Il giudice di secondo grado dovrà nuovamente pronunciarsi sul caso del legale rappresentante di una SPA, finito sotto processo per non aver versato l’IVA dovuta in base alle dichiarazioni annuali per l’anno 2006 e 2007 oltre la soglia fissata dall’art. 10-ter del D.Lgs. n. 74/2000.
La Corte d’appello ha ribaltato il verdetto assolutorio pronunciato dal giudice di primo grado ritenendo sussistente il dolo perché le somme dovute all’Erario non erano state accantonate, ma spese per adeguare gli impianti aziendali alle norme antiinfortunistiche e per il pagamento delle retribuzioni ai dipendenti.
La Terza Sezione Penale della Cassazione ha rilevato un vizio di motivazione che ha inficiato irrimediabilmente il giudizio di responsabilità pronunciato dalla Corte d’appello.

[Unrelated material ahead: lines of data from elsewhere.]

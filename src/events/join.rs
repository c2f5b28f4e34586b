//! New member event handler.

use teloxide::prelude::*;
use tracing::{debug, error};

use crate::bot::AppState;
use crate::verification::{Inviter, JoinEvent, on_member_joined};

/// Build one [`JoinEvent`] per member listed in a join service message.
pub fn join_events(msg: &Message) -> Vec<JoinEvent> {
    let inviter = msg.from.as_ref().map(|u| Inviter {
        id: u.id,
        first_name: u.first_name.clone(),
    });

    msg.new_chat_members()
        .unwrap_or(&[])
        .iter()
        .map(|member| JoinEvent {
            chat_id: msg.chat.id,
            chat_title: msg.chat.title().map(str::to_string),
            member_id: member.id,
            first_name: member.first_name.clone(),
            join_message_id: msg.id,
            inviter: inviter.clone(),
        })
        .collect()
}

/// Handle a "new chat members" service message.
pub async fn handler(msg: Message, state: AppState) -> anyhow::Result<()> {
    for event in join_events(&msg) {
        match on_member_joined(&state.gatekeeper, &event).await {
            Ok(outcome) => debug!(
                "Join of {} in chat {}: {:?}",
                event.member_id, event.chat_id, outcome
            ),
            Err(e) => error!(
                "Failed to handle join of {} in chat {}: {}",
                event.member_id, event.chat_id, e
            ),
        }
    }

    Ok(())
}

Ai fini dell’integrazione dell’elemento psicologico del reato di cui all’art. 10-ter D.Lgs. n. 74 del 2000, ha spiegato la Suprema Corte, la valutazione del giudice di merito deve investire la peculiarità della condotta omissiva tipizzata (omesso pagamento del debito IVA nei termini previsti dalla legge), condotta omissiva avente natura dolosa; per cui è proprio l’esistenza concreta della possibilità di adempiere il pagamento che costituisce indefettibile presupposto della sussistenza della volontà in capo al soggetto obbligato di non effettuare nei termini il versamento dovuto.
Ebbene, nel caso di specie, a fronte dell’argomentato apprezzamento del giudice di primo grado in ordine all’assenza di dolo e all’impossibilità di adempiere, unita alla valutazione dell’estraneità della crisi aziendale alle modalità gestorie dell’amministratore – in quanto la crisi di liquidità è stata determinata dalla perdita della principale impresa committente – la sentenza della Corte di appello impugnata si è limitata, con poche righe, a rovesciare il giudizio assolutorio affermando la vincolatività e la rilevanza dell’obbligo di accantonamento delle somme, senza peraltro chiarire le ragioni in forza delle quali si potesse ritenere, dato il quadro probatorio contenuto nel processo, che tali accantonamenti fossero stati adempimenti possibili ed esigibili.
In sentenza poi si legge: “nel giudizio d’appello, in assenza di mutamenti del materiale probatorio acquisito al processo, la riforma della sentenza assolutoria di primo grado, una volta compiuto il confronto puntuale con la motivazione della decisione di assoluzione, impone al giudice di argomentare circa la configurabilità del diverso apprezzamento come l’unico ricostruibile al di là di ogni ragionevole dubbio, in ragione di evidenti vizi logici o inadeguatezze probatorie che abbiano minato la permanente sostenibilità del primo giudizio. Nei casi suddetti, la decisione di appello dovrebbe essere dotata di un’argomentazione motivazionale con particolare forza persuasiva e di un quadro di valutazione più ampio, idonei ad evidenziare gli errori e le manchevolezze del giudice di prime cure, mentre nel caso di specie è avvenuto il contrario”.
Alla luce del rilevato vizio di motivazione, gli ermellini hanno annullato la sentenza di condanna, con rinvio al giudice di secondo grado per nuovo giudizio.